The scope of the tornado damage in Moore, Okla., has local managers of emergency relief agencies which respond to natural disasters and faith-based organizations prepared to assist should they be needed.

Volunteers from the American Red Cross are on the ground in Moore, where the violent tornado tore through homes, a hospital and two elementary schools killing at least 24 people and injuring at least 240 more.

It was not exactly clear whether anyone from the local chapter of the Northcentral Pennsylvania Chapter of the American Red Cross, 320 E. Third St., would be sent.

However, it appears at this point that money is the one commodity that is most needed and is being accepted by the local Salvation Army, 457 Market St., according to information given on behalf of Capt. Chas Engel.

While Engel could not be reached Tuesday, a Salvation Army spokesman said Engel was told that checks signifying “Oklahoma tornado relief” would be accepted and forwarded to assist.

Non-perishable food and water supplies are difficult to transport and donations are perhaps the best way to get the people of Oklahoma help, the Salvation Army spokesman said.

At the United Churches of Lycoming County, 202 E. Third St., the Rev. Gwen Bernstine, the organization’s executive director, said it might be too soon for the faith-based communities.

“There is a possibility, but we don’t know where and when,” she said.

The disaster is in the stage with emergency management, search and rescue and recover teams combing through wreckage.

What churches can provide likely is to be needed down the road, she said.

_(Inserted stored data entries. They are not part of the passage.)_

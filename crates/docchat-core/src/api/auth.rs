use anyhow::Result;
use serde::{Deserialize, Serialize};

use super::{ensure_success, ApiClient};

#[derive(Debug, Clone, Copy, PartialEq, Eq, Serialize, Deserialize)]
#[serde(rename_all = "lowercase")]
pub enum UserRole {
    User,
    Admin,
}

impl UserRole {
    pub fn as_str(&self) -> &'static str {
        match self {
            UserRole::User => "user",
            UserRole::Admin => "admin",
        }
    }
}

#[derive(Debug, Clone, PartialEq, Eq, Serialize, Deserialize)]
pub struct UserInfo {
    pub id: i64,
    pub email: String,
    pub role: UserRole,
}

impl UserInfo {
    pub fn is_admin(&self) -> bool {
        self.role == UserRole::Admin
    }
}

#[derive(Debug, Clone, Deserialize)]
pub struct TokenResponse {
    pub access_token: String,
    #[serde(default = "default_token_type")]
    pub token_type: String,
    pub role: UserRole,
}

fn default_token_type() -> String {
    "bearer".to_string()
}

#[derive(Serialize)]
struct RegisterRequest<'a> {
    email: &'a str,
    password: &'a str,
}

#[derive(Serialize)]
struct RegisterAdminRequest<'a> {
    email: &'a str,
    password: &'a str,
    admin_key: &'a str,
}

impl ApiClient {
    pub async fn register(&self, email: &str, password: &str) -> Result<UserInfo> {
        let response = self
            .post("/auth/register")
            .json(&RegisterRequest { email, password })
            .send()
            .await?;

        let response = ensure_success(response, "Registration").await?;
        Ok(response.json().await?)
    }

    pub async fn register_admin(&self, email: &str, password: &str, admin_key: &str) -> Result<UserInfo> {
        let response = self
            .post("/auth/register-admin")
            .json(&RegisterAdminRequest {
                email,
                password,
                admin_key,
            })
            .send()
            .await?;

        let response = ensure_success(response, "Admin registration").await?;
        Ok(response.json().await?)
    }

    /// Exchange credentials for a token, attach it, and fetch the account.
    pub async fn login(&mut self, email: &str, password: &str) -> Result<UserInfo> {
        let response = self
            .client
            .post(self.url("/auth/login"))
            .form(&[("username", email), ("password", password)])
            .send()
            .await?;

        let response = ensure_success(response, "Login").await?;
        let token: TokenResponse = response.json().await?;
        self.set_auth_token(Some(&token.access_token));

        self.me().await
    }

    /// The account behind the current token.
    pub async fn me(&self) -> Result<UserInfo> {
        let response = self.get("/me").send().await?;
        let response = ensure_success(response, "Fetching current user").await?;
        Ok(response.json().await?)
    }
}
//! UI-agnostic conversation types
//!
//! Shared between the terminal UI, the CLI and the backend client. None of
//! these depend on a specific UI framework.

use serde::{Deserialize, Serialize};

/// A chat message in a conversation
#[derive(Debug, Clone, PartialEq, Eq, Serialize, Deserialize)]
pub struct ChatMessage {
    pub role: ChatRole,
    pub content: String,
}

impl ChatMessage {
    pub fn user(content: impl Into<String>) -> Self {
        Self {
            role: ChatRole::User,
            content: content.into(),
        }
    }

    pub fn assistant(content: impl Into<String>) -> Self {
        Self {
            role: ChatRole::Assistant,
            content: content.into(),
        }
    }
}

/// The role of a chat message sender
#[derive(Debug, Clone, Copy, PartialEq, Eq, Serialize, Deserialize)]
#[serde(rename_all = "lowercase")]
pub enum ChatRole {
    User,
    Assistant,
}

impl ChatRole {
    pub fn as_str(&self) -> &'static str {
        match self {
            ChatRole::User => "user",
            ChatRole::Assistant => "assistant",
        }
    }
}

#[cfg(test)]
mod tests {
    use super::*;

    #[test]
    fn test_role_wire_format() {
        let msg = ChatMessage::assistant("hi");
        let json = serde_json::to_string(&msg).unwrap();
        assert_eq!(json, r#"{"role":"assistant","content":"hi"}"#);

        let parsed: ChatMessage = serde_json::from_str(r#"{"role":"user","content":"q"}"#).unwrap();
        assert_eq!(parsed, ChatMessage::user("q"));
    }
}
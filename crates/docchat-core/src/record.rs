//! Typed records carried by a streamed chat response.

use serde::{Deserialize, Serialize};
use serde_json::Value;
use tracing::warn;

/// A retrieved passage cited by an answer
#[derive(Debug, Clone, PartialEq, Serialize, Deserialize)]
pub struct Source {
    /// Absent for ad-hoc PDF sessions
    #[serde(default)]
    pub doc_id: Option<String>,
    #[serde(default)]
    pub score: f64,
    #[serde(default)]
    pub chunk: String,
}

/// One decoded line of a streamed response
#[derive(Debug, Clone, PartialEq)]
pub enum StreamRecord {
    /// A text fragment to append
    Chunk(String),
    /// End-of-answer marker carrying retrieval citations
    Complete { sources: Vec<Source> },
}

#[derive(Deserialize)]
struct RawRecord {
    chunk: Option<String>,
    answer: Option<String>,
    #[serde(default)]
    complete: bool,
    sources: Option<Vec<Source>>,
}

impl StreamRecord {
    /// Interpret one JSON line. Unknown shapes produce no records.
    ///
    /// Besides the plain `chunk` and `complete` lines, the backend sends
    /// `{"chunk": .., "complete": true}` when generation fails midway and
    /// `{"answer": .., "sources": []}` when retrieval finds nothing. Both are
    /// split into a text record followed by a completion.
    pub fn from_value(value: Value) -> Vec<StreamRecord> {
        if !value.is_object() {
            warn!(%value, "Ignoring non-object stream record");
            return Vec::new();
        }
        let raw: RawRecord = match serde_json::from_value(value) {
            Ok(raw) => raw,
            Err(e) => {
                warn!(error = %e, "Ignoring stream record with unexpected field types");
                return Vec::new();
            }
        };

        let mut records = Vec::new();
        let text = raw.chunk.or(raw.answer.clone());
        if let Some(text) = text {
            if !text.is_empty() {
                records.push(StreamRecord::Chunk(text));
            }
        }
        if raw.complete || raw.answer.is_some() {
            records.push(StreamRecord::Complete {
                sources: raw.sources.unwrap_or_default(),
            });
        }
        records
    }
}

#[cfg(test)]
mod tests {
    use super::*;
    use serde_json::json;

    #[test]
    fn test_chunk_record() {
        assert_eq!(
            StreamRecord::from_value(json!({"chunk": "Hel"})),
            vec![StreamRecord::Chunk("Hel".to_string())]
        );
    }

    #[test]
    fn test_complete_record_keeps_source_order() {
        let records = StreamRecord::from_value(json!({
            "complete": true,
            "sources": [
                {"doc_id": "a", "score": 0.9, "chunk": "first"},
                {"doc_id": "b", "score": 0.5, "chunk": "second"},
                {"score": 1.5, "chunk": "session"}
            ]
        }));
        match &records[..] {
            [StreamRecord::Complete { sources }] => {
                let ids: Vec<Option<&str>> = sources.iter().map(|s| s.doc_id.as_deref()).collect();
                assert_eq!(ids, vec![Some("a"), Some("b"), None]);
                assert_eq!(sources[1].chunk, "second");
            }
            other => panic!("unexpected records: {:?}", other),
        }
    }

    #[test]
    fn test_error_chunk_with_complete() {
        let records = StreamRecord::from_value(json!({"chunk": "Sorry", "complete": true}));
        assert_eq!(
            records,
            vec![
                StreamRecord::Chunk("Sorry".to_string()),
                StreamRecord::Complete { sources: vec![] }
            ]
        );
    }

    #[test]
    fn test_answer_record() {
        let records = StreamRecord::from_value(json!({"answer": "I don't know.", "sources": []}));
        assert_eq!(
            records,
            vec![
                StreamRecord::Chunk("I don't know.".to_string()),
                StreamRecord::Complete { sources: vec![] }
            ]
        );
    }

    #[test]
    fn test_unknown_shapes_are_ignored() {
        assert!(StreamRecord::from_value(json!({"status": "ok"})).is_empty());
        assert!(StreamRecord::from_value(json!([1, 2])).is_empty());
        assert!(StreamRecord::from_value(json!({"chunk": 5})).is_empty());
        assert!(StreamRecord::from_value(json!({"chunk": ""})).is_empty());
    }
}
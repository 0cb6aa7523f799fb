use std::path::Path;

use anyhow::{anyhow, Result};
use reqwest::multipart::{Form, Part};
use serde::{Deserialize, Serialize};

use super::{ensure_success, ApiClient};

/// A document in the shared knowledge base
#[derive(Debug, Clone, Serialize, Deserialize)]
pub struct DocumentInfo {
    pub id: String,
    pub title: Option<String>,
    pub uploaded_by: String,
    pub created_at: String,
}

#[derive(Debug, Clone, Deserialize)]
pub struct IngestResponse {
    pub doc_id: String,
    pub title: Option<String>,
}

/// Read a PDF from disk into a multipart file part.
pub(crate) async fn pdf_part(path: &Path) -> Result<Part> {
    let file_name = path
        .file_name()
        .and_then(|n| n.to_str())
        .ok_or_else(|| anyhow!("Invalid file path: {}", path.display()))?
        .to_string();
    let contents = tokio::fs::read(path).await?;

    Ok(Part::bytes(contents)
        .file_name(file_name)
        .mime_str("application/pdf")?)
}

impl ApiClient {
    /// Admin only: ingest a PDF into the shared knowledge base.
    pub async fn upload_document(&self, path: &Path, title: Option<&str>) -> Result<IngestResponse> {
        let mut form = Form::new().part("file", pdf_part(path).await?);
        if let Some(title) = title {
            form = form.text("title", title.to_string());
        }

        let response = self.post("/admin/ingest_pdf").multipart(form).send().await?;
        let response = ensure_success(response, "Document upload").await?;
        Ok(response.json().await?)
    }

    pub async fn list_documents(&self) -> Result<Vec<DocumentInfo>> {
        let response = self.get("/admin/documents").send().await?;
        let response = ensure_success(response, "Listing documents").await?;
        Ok(response.json().await?)
    }

    pub async fn delete_document(&self, doc_id: &str) -> Result<()> {
        let response = self
            .delete(&format!("/admin/document/{}", doc_id))
            .send()
            .await?;
        ensure_success(response, "Document delete").await?;
        Ok(())
    }
}
//! Text readout widget.

use serde_json::Value;

use crate::plugin::{
    str_setting, SettingDef, SettingKind, SettingOption, SettingsMap, WidgetPlugin,
};
use crate::widget::WidgetInstance;

use super::display_string;

pub fn text_plugin() -> WidgetPlugin {
    WidgetPlugin::new(
        "text_widget",
        vec![
            SettingDef::new("title", SettingKind::Text).display_name("Title"),
            SettingDef::new("size", SettingKind::Option)
                .display_name("Size")
                .options(vec![
                    SettingOption {
                        name: "Regular".to_string(),
                        value: Value::String("regular".to_string()),
                    },
                    SettingOption {
                        name: "Big".to_string(),
                        value: Value::String("big".to_string()),
                    },
                ]),
            SettingDef::new("value", SettingKind::Calculated).display_name("Value"),
            SettingDef::new("units", SettingKind::Text).display_name("Units"),
        ],
        Box::new(|settings, _sink| {
            Ok(Box::new(TextWidget::new(&settings)) as Box<dyn WidgetInstance>)
        }),
    )
    .display_name("Text")
}

struct TextWidget {
    big: bool,
    units: String,
    current: String,
}

impl TextWidget {
    fn new(settings: &SettingsMap) -> Self {
        let mut widget = Self {
            big: false,
            units: String::new(),
            current: String::new(),
        };
        widget.apply(settings);
        widget
    }

    fn apply(&mut self, settings: &SettingsMap) {
        self.big = str_setting(settings, "size") == Some("big");
        self.units = str_setting(settings, "units").unwrap_or("").to_string();
    }

    #[cfg(test)]
    fn display(&self) -> String {
        if self.units.is_empty() {
            self.current.clone()
        } else {
            format!("{} {}", self.current, self.units)
        }
    }
}

impl WidgetInstance for TextWidget {
    fn on_settings_changed(&mut self, settings: &SettingsMap) {
        self.apply(settings);
    }

    fn on_calculated_value_changed(&mut self, setting_name: &str, value: Value) {
        if setting_name == "value" {
            self.current = display_string(&value);
        }
    }

    fn height_blocks(&self) -> u32 {
        if self.big {
            2
        } else {
            1
        }
    }
}

#[cfg(test)]
mod tests {
    use serde_json::json;
    use tokio::sync::mpsc;

    use crate::widget::EventSink;

    use super::*;

    fn build(settings: serde_json::Value) -> Box<dyn WidgetInstance> {
        let (tx, _rx) = mpsc::unbounded_channel();
        let plugin = text_plugin();
        let map = settings.as_object().cloned().unwrap_or_default();
        (plugin.constructor)(map, EventSink::new(tx)).unwrap()
    }

    #[test]
    fn test_big_size_doubles_height() {
        let regular = build(json!({"size": "regular"}));
        let big = build(json!({"size": "big"}));

        assert_eq!(regular.height_blocks(), 1);
        assert_eq!(big.height_blocks(), 2);
    }

    #[test]
    fn test_value_updates_display() {
        let settings = json!({"units": "C"}).as_object().cloned().unwrap();
        let mut widget = TextWidget::new(&settings);

        widget.on_calculated_value_changed("value", json!(21.5));
        assert_eq!(widget.display(), "21.5 C");

        widget.on_calculated_value_changed("value", json!("offline"));
        assert_eq!(widget.display(), "offline C");
    }

    #[test]
    fn test_other_settings_are_ignored() {
        let mut widget = TextWidget::new(&SettingsMap::new());
        widget.on_calculated_value_changed("unrelated", json!(9));
        assert_eq!(widget.display(), "");
    }
}
//! Static dependency extraction for calculated settings.
//!
//! The scan is purely lexical: it finds `resources.<name>` and
//! `resources["<name>"]` / `resources['<name>']` occurrences in the script
//! text. References assembled at runtime (string concatenation, indirect
//! variables) are invisible to it. That is a documented property of the
//! engine, not an oversight: subscriptions are decided once at compile
//! time, never traced during evaluation.

/// Extract the datasource names a script references, in first-seen order,
/// without duplicates.
pub fn scan_resource_refs(script: &str) -> Vec<String> {
    let chars: Vec<char> = script.chars().collect();
    let mut names: Vec<String> = Vec::new();
    let mut i = 0;

    const NEEDLE: &[char] = &['r', 'e', 's', 'o', 'u', 'r', 'c', 'e', 's'];

    while i < chars.len() {
        if !starts_with(&chars, i, NEEDLE) {
            i += 1;
            continue;
        }
        // Must not be the tail of a longer identifier
        if i > 0 && is_ident_char(chars[i - 1]) {
            i += 1;
            continue;
        }

        let after = i + NEEDLE.len();
        if let Some(name) = match chars.get(after) {
            Some('.') => collect_property(&chars, after + 1),
            Some('[') => collect_quoted(&chars, after + 1),
            _ => None,
        } {
            if !names.contains(&name) {
                names.push(name);
            }
        }
        i = after;
    }

    names
}

/// First referenced datasource name, if any. Interactive widgets use this
/// to recover a write-back target from their value setting.
pub fn first_resource_ref(script: &str) -> Option<String> {
    scan_resource_refs(script).into_iter().next()
}

fn starts_with(chars: &[char], at: usize, needle: &[char]) -> bool {
    chars.len() >= at + needle.len() && chars[at..at + needle.len()] == *needle
}

fn is_ident_char(c: char) -> bool {
    c.is_ascii_alphanumeric() || c == '_' || c == '$'
}

// `resources.name` - name is a run of word characters or hyphens
fn collect_property(chars: &[char], from: usize) -> Option<String> {
    let mut name = String::new();
    let mut i = from;
    while i < chars.len() && (chars[i].is_ascii_alphanumeric() || chars[i] == '_' || chars[i] == '-')
    {
        name.push(chars[i]);
        i += 1;
    }
    if name.is_empty() {
        None
    } else {
        Some(name)
    }
}

// `resources["name"]` or `resources['name']` - anything up to the quote
fn collect_quoted(chars: &[char], from: usize) -> Option<String> {
    let quote = match chars.get(from) {
        Some('"') => '"',
        Some('\'') => '\'',
        _ => return None,
    };
    let mut name = String::new();
    let mut i = from + 1;
    while i < chars.len() && chars[i] != quote {
        name.push(chars[i]);
        i += 1;
    }
    if name.is_empty() || i >= chars.len() {
        None
    } else {
        Some(name)
    }
}
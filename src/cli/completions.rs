//! Shell completion generation

use crate::cli::{Cli, CompletionsArgs};
use clap::CommandFactory;
use clap_complete::generate;

/// Handle `gridboard completions`, writing the script to stdout.
pub fn handle_completions(args: &CompletionsArgs) {
    let mut command = Cli::command();
    let name = command.get_name().to_string();
    generate(args.shell, &mut command, name, &mut std::io::stdout());
}
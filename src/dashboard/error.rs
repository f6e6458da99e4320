use thiserror::Error;

use crate::datasource::DatasourceError;
use crate::plugin::PluginError;

#[derive(Debug, Error)]
pub enum DashboardError {
    #[error("a datasource named '{0}' already exists")]
    DuplicateDatasource(String),

    #[error("no datasource named '{0}'")]
    UnknownDatasource(String),

    #[error("document version {0} is newer than this engine supports")]
    UnsupportedVersion(u32),

    #[error("malformed dashboard document: {0}")]
    InvalidDocument(String),

    #[error(transparent)]
    Plugin(#[from] PluginError),

    #[error(transparent)]
    Datasource(#[from] DatasourceError),
}
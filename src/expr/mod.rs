//! Expression Evaluator for calculated settings.
//!
//! A calculated setting holds a user-authored script that is re-evaluated
//! whenever a referenced datasource updates. Scripts are compiled into a
//! small expression-language program over a single input, the `resources`
//! mapping of datasource name to latest payload. The language supports
//! JSON literals, property/index access, arithmetic, comparisons, boolean
//! logic, the conditional operator, local assignments, and `return`.
//!
//! Compilation never fails outright: a script that does not parse is kept
//! as literal text, so calculated settings degrade gracefully to plain
//! strings. Two more fallbacks apply at evaluation time, matching the
//! behavior dashboards were authored against:
//!
//! * a script that is a single bare word and hits an unresolved-identifier
//!   error evaluates to that word as a string;
//! * a script that finishes without `return` produces no value, and the
//!   previous calculated value is left untouched by the caller.

mod deps;
mod error;
mod eval;
mod lexer;
mod parser;


pub use deps::{first_resource_ref, scan_resource_refs};
pub use error::ExprError;

use serde_json::{Map, Value};

use parser::Program;

/// A compiled calculated setting: the executable form plus the statically
/// extracted set of datasource names it reads.
pub struct CompiledSetting {
    raw: String,
    kind: Compiled,
    dependencies: Vec<String>,
}

enum Compiled {
    Program(Program),
    /// Parse failed; the setting acts as literal text.
    Literal(String),
}

impl CompiledSetting {
    /// Compile a single setting script.
    pub fn compile(raw: &str) -> CompiledSetting {
        Self::build(raw.to_string(), raw.to_string())
    }

    /// Compile a multi-valued setting (e.g. several plotted series) by
    /// joining the snippets with commas into one array-literal expression.
    pub fn compile_multi(parts: &[Value]) -> CompiledSetting {
        let joined = parts
            .iter()
            .map(|part| match part {
                Value::String(s) => s.clone(),
                other => other.to_string(),
            })
            .collect::<Vec<_>>()
            .join(",");
        let script = format!("[{}]", joined);
        Self::build(script.clone(), script)
    }

    /// Compile from a raw settings value, dispatching on its shape.
    pub fn compile_value(value: &Value) -> Option<CompiledSetting> {
        match value {
            Value::String(s) => Some(Self::compile(s)),
            Value::Array(items) => Some(Self::compile_multi(items)),
            Value::Null => None,
            other => Some(Self::compile(&other.to_string())),
        }
    }

    fn build(raw: String, mut script: String) -> CompiledSetting {
        // If there is no return and at most one statement terminator,
        // add an implicit one.
        let terminators = script.matches(';').count();
        if terminators <= 1 && !script.contains("return") {
            script = format!("return {}", script);
        }

        let kind = match parser::parse(&script) {
            Ok(program) => Compiled::Program(program),
            Err(error) => {
                tracing::debug!(%error, "setting did not parse, treating as literal text");
                Compiled::Literal(raw.clone())
            }
        };

        // The scan runs on the transformed script either way; a literal
        // fallback still reports the references its text happens to name.
        let dependencies = deps::scan_resource_refs(&script);

        CompiledSetting {
            raw,
            kind,
            dependencies,
        }
    }

    /// Datasource names this setting reads, in first-seen order.
    pub fn dependencies(&self) -> &[String] {
        &self.dependencies
    }

    /// The raw setting text this was compiled from.
    pub fn raw(&self) -> &str {
        &self.raw
    }

    /// Whether compilation fell back to literal text.
    pub fn is_literal(&self) -> bool {
        matches!(self.kind, Compiled::Literal(_))
    }

    /// Evaluate against the current resources mapping.
    ///
    /// `Ok(None)` means the script produced no value; the caller leaves the
    /// previous calculated value in place. An unresolved-identifier error on
    /// a bare-word script degrades to the word itself as a string.
    pub fn evaluate(&self, resources: &Map<String, Value>) -> Result<Option<Value>, ExprError> {
        match &self.kind {
            Compiled::Literal(text) => Ok(Some(Value::String(text.clone()))),
            Compiled::Program(program) => match eval::run(program, resources) {
                Ok(value) => Ok(value),
                Err(ExprError::Unresolved(_)) if is_bare_word(&self.raw) => {
                    Ok(Some(Value::String(self.raw.clone())))
                }
                Err(error) => Err(error),
            },
        }
    }
}

fn is_bare_word(text: &str) -> bool {
    !text.is_empty()
        && text
            .chars()
            .all(|c| c.is_ascii_alphanumeric() || c == '_')
}
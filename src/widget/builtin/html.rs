//! Raw HTML widget with a configurable block height.

use serde_json::{json, Value};

use crate::plugin::{f64_setting, SettingDef, SettingKind, SettingsMap, WidgetPlugin};
use crate::widget::WidgetInstance;

use super::display_string;

pub fn html_plugin() -> WidgetPlugin {
    WidgetPlugin::new(
        "html",
        vec![
            SettingDef::new("html", SettingKind::Calculated)
                .display_name("HTML")
                .description("Can be literal markup or a calculated expression"),
            SettingDef::new("height", SettingKind::Number)
                .display_name("Height Blocks")
                .default_value(json!(4)),
        ],
        Box::new(|settings, _sink| {
            Ok(Box::new(HtmlWidget::new(&settings)) as Box<dyn WidgetInstance>)
        }),
    )
    .display_name("HTML")
    .fill_size(true)
}

struct HtmlWidget {
    height: u32,
    content: String,
}

impl HtmlWidget {
    fn new(settings: &SettingsMap) -> Self {
        let mut widget = Self {
            height: 4,
            content: String::new(),
        };
        widget.apply(settings);
        widget
    }

    fn apply(&mut self, settings: &SettingsMap) {
        self.height = f64_setting(settings, "height")
            .map(|h| h.max(1.0) as u32)
            .unwrap_or(4);
    }
}

impl WidgetInstance for HtmlWidget {
    fn on_settings_changed(&mut self, settings: &SettingsMap) {
        self.apply(settings);
    }

    fn on_calculated_value_changed(&mut self, setting_name: &str, value: Value) {
        if setting_name == "html" {
            self.content = display_string(&value);
        }
    }

    fn height_blocks(&self) -> u32 {
        self.height
    }
}
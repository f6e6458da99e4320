//! Output formatting helpers for CLI commands

use colored::Colorize;
use comfy_table::{presets::UTF8_FULL, Cell, ContentArrangement, Table};
use serde_json::json;

use crate::dashboard::DashboardDocument;
use crate::plugin::PluginType;

/// Format the datasources of a document as a table
pub fn format_datasources_table(document: &DashboardDocument) -> String {
    let mut table = Table::new();
    table.load_preset(UTF8_FULL);
    table.set_content_arrangement(ContentArrangement::Dynamic);
    table.set_header(vec!["Name", "Type", "Settings"]);

    for ds in &document.datasources {
        table.add_row(vec![
            Cell::new(&ds.name),
            Cell::new(&ds.type_name),
            Cell::new(ds.settings.len()),
        ]);
    }

    table.to_string()
}

/// Format the panes and widgets of a document as a table
pub fn format_panes_table(document: &DashboardDocument) -> String {
    let mut table = Table::new();
    table.load_preset(UTF8_FULL);
    table.set_content_arrangement(ContentArrangement::Dynamic);
    table.set_header(vec!["Pane", "Row", "Col", "Width", "Widgets"]);

    for pane in &document.panes {
        let widgets = pane
            .widgets
            .iter()
            .map(|w| w.type_name.as_str())
            .collect::<Vec<_>>()
            .join(", ");
        table.add_row(vec![
            Cell::new(&pane.title),
            Cell::new(pane.row.for_columns(document.columns_or_default())),
            Cell::new(pane.col.for_columns(document.columns_or_default())),
            Cell::new(pane.col_width),
            Cell::new(widgets),
        ]);
    }

    table.to_string()
}

/// Format a whole document as pretty JSON
pub fn format_document_json(document: &DashboardDocument) -> String {
    serde_json::to_string_pretty(document).unwrap_or_else(|_| "{}".to_string())
}

/// Format plugin type lists as a table
pub fn format_plugins_table(datasources: &[PluginType], widgets: &[PluginType]) -> String {
    let mut table = Table::new();
    table.load_preset(UTF8_FULL);
    table.set_content_arrangement(ContentArrangement::Dynamic);
    table.set_header(vec!["Kind", "Type", "Display Name"]);

    for plugin in datasources {
        table.add_row(vec![
            Cell::new("datasource".cyan().to_string()),
            Cell::new(&plugin.name),
            Cell::new(&plugin.display_name),
        ]);
    }
    for plugin in widgets {
        table.add_row(vec![
            Cell::new("widget".green().to_string()),
            Cell::new(&plugin.name),
            Cell::new(&plugin.display_name),
        ]);
    }

    table.to_string()
}

/// Format plugin type lists as JSON
pub fn format_plugins_json(datasources: &[PluginType], widgets: &[PluginType]) -> String {
    let names = |types: &[PluginType]| {
        types
            .iter()
            .map(|t| json!({"type": t.name, "display_name": t.display_name}))
            .collect::<Vec<_>>()
    };
    serde_json::to_string_pretty(&json!({
        "datasources": names(datasources),
        "widgets": names(widgets),
    }))
    .unwrap_or_else(|_| "{}".to_string())
}
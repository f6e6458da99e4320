//! Datasource runtime and registry-entry model.
//!
//! A datasource is a named external feed producing JSON payloads. Each
//! variant owns its own refresh timer or socket and pushes payloads through
//! an [`UpdateSender`] into the dashboard's event loop. The uniform
//! lifecycle is create, update-now, settings-changed, dispose; variants
//! that can push values upstream additionally implement `write_now`.

mod clock;
mod entry;
mod error;
mod json_http;
mod playback;
mod websocket;

#[cfg(test)]
mod tests;

pub use clock::clock_plugin;
pub use entry::DatasourceModel;
pub use error::DatasourceError;
pub use json_http::json_plugin;
pub use playback::playback_plugin;
pub use websocket::websocket_plugin;

use async_trait::async_trait;
use serde_json::Value;
use tokio::sync::mpsc;
use tokio_util::sync::CancellationToken;

use crate::plugin::SettingsMap;

/// An update or failure emitted by a datasource instance.
#[derive(Debug, Clone)]
pub enum DatasourceEvent {
    /// A new payload arrived for the named datasource.
    Update { name: String, payload: Value },
    /// A transport-level failure. Never fatal; the instance keeps retrying
    /// per its own policy and the dashboard records the message.
    Error { name: String, message: String },
}

/// Handle a datasource instance uses to deliver payloads.
///
/// The sender is bound to one instance generation: once the owning entry
/// disposes the instance and cancels the token, sends become no-ops, so a
/// straggling timer tick can never leak a payload past disposal.
#[derive(Clone)]
pub struct UpdateSender {
    name: String,
    tx: mpsc::UnboundedSender<DatasourceEvent>,
    cancel: CancellationToken,
}

impl UpdateSender {
    pub(crate) fn new(
        name: String,
        tx: mpsc::UnboundedSender<DatasourceEvent>,
        cancel: CancellationToken,
    ) -> Self {
        Self { name, tx, cancel }
    }

    /// The name of the datasource this sender belongs to.
    pub fn name(&self) -> &str {
        &self.name
    }

    /// Deliver a payload. Silently dropped after dispose.
    pub fn send(&self, payload: Value) {
        if self.cancel.is_cancelled() {
            return;
        }
        let _ = self.tx.send(DatasourceEvent::Update {
            name: self.name.clone(),
            payload,
        });
    }

    /// Report a transport failure. Silently dropped after dispose.
    pub fn send_error(&self, message: impl Into<String>) {
        if self.cancel.is_cancelled() {
            return;
        }
        let _ = self.tx.send(DatasourceEvent::Error {
            name: self.name.clone(),
            message: message.into(),
        });
    }

    /// Token cancelled when the owning instance is disposed. Background
    /// tasks spawned by an instance must select on this.
    pub fn cancellation(&self) -> &CancellationToken {
        &self.cancel
    }

    pub fn is_cancelled(&self) -> bool {
        self.cancel.is_cancelled()
    }
}

/// Uniform lifecycle contract for datasource runtime variants.
///
/// Object-safe; instances are stored as `Box<dyn DatasourceInstance>` and
/// exclusively owned by one registry entry. All methods are called from the
/// dashboard's single control task.
#[async_trait]
pub trait DatasourceInstance: Send {
    /// Trigger an immediate fetch/read. On success the instance delivers
    /// the payload through its [`UpdateSender`]; failures are handled by
    /// the variant's own retry policy and never propagate.
    async fn update_now(&mut self);

    /// Apply new settings without recreating the instance. Any fallback
    /// stage is reset, the refresh timer is rescheduled, and an immediate
    /// update follows.
    async fn on_settings_changed(&mut self, settings: SettingsMap);

    /// Stop all timers and sockets. No update may be delivered after this
    /// returns; the owning entry cancels the sender's token first, which
    /// makes that guarantee hold even for in-flight wakeups.
    fn on_dispose(&mut self);

    /// Push a value upstream. Only meaningful for variants that report
    /// `supports_write`.
    async fn write_now(&mut self, _value: Value) -> Result<(), DatasourceError> {
        Err(DatasourceError::WriteUnsupported)
    }

    fn supports_write(&self) -> bool {
        false
    }
}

“Just as in the midst of a flood,” Bernstine said, “one might need clothes, but families don’t need the world sending them clothes because people don’t have a lot of space to put masses of materials. It will be a while before they call for anything because they are trying to get the first responders in there.”

Coincidently, the organization recently completed a blanket and emergency kit collection drive. Kits include items for people to clean up and maintain hygiene during emergencies and some school supplies.

If the need arises, the churches typically work through Church World Service, according to Bernstine.

Most charitable donations are channeled to the correct individuals through programs such as One Great Hour of Sharing.

Most Protestant churches that have denominational discretionary funds accept interdenominational discretionary funds, she said.

“When a church knows it has a need it will access it through Church World Service or another organization,” Bernstine said. “That’s how people get blankets and kits.”

Other denominations also get involved in relief efforts, including Catholic Relief Services, Lutheran Disaster Relief and United Methodist Committee on Relief, or UMCOR.

Bernstine said she listened as the mayor of Moore who has asked for prayers as much as anything material.

PPL also was not called into this one.

“We do get called to support mutual aid situations, but we were not contacted,” said Teri McBride, PPL regional affairs director. “Our crews have gone quite far afield and we supported New Orleans with Hurricane Katrina and more recently with Hurricane Sandy,” she said. During Superstorm Sandy in October, PPL had the assistance of mutual crews and when the jobs were wrapped up and power restored, went with other utilities to assist states with longer periods of recovery time.

PPL has an affiliate company based in Kentucky that would be closer and chances are it will send skilled workers if required, however, the tornado that struck Moore damaged a more narrower area than that of a hurricane with far less power outages reported.

Williamsport Mayor Gabriel J. Campana said he would meet with his administrative team this morning to see whether the city employees would be willing to donate anything to the tornado relief funds.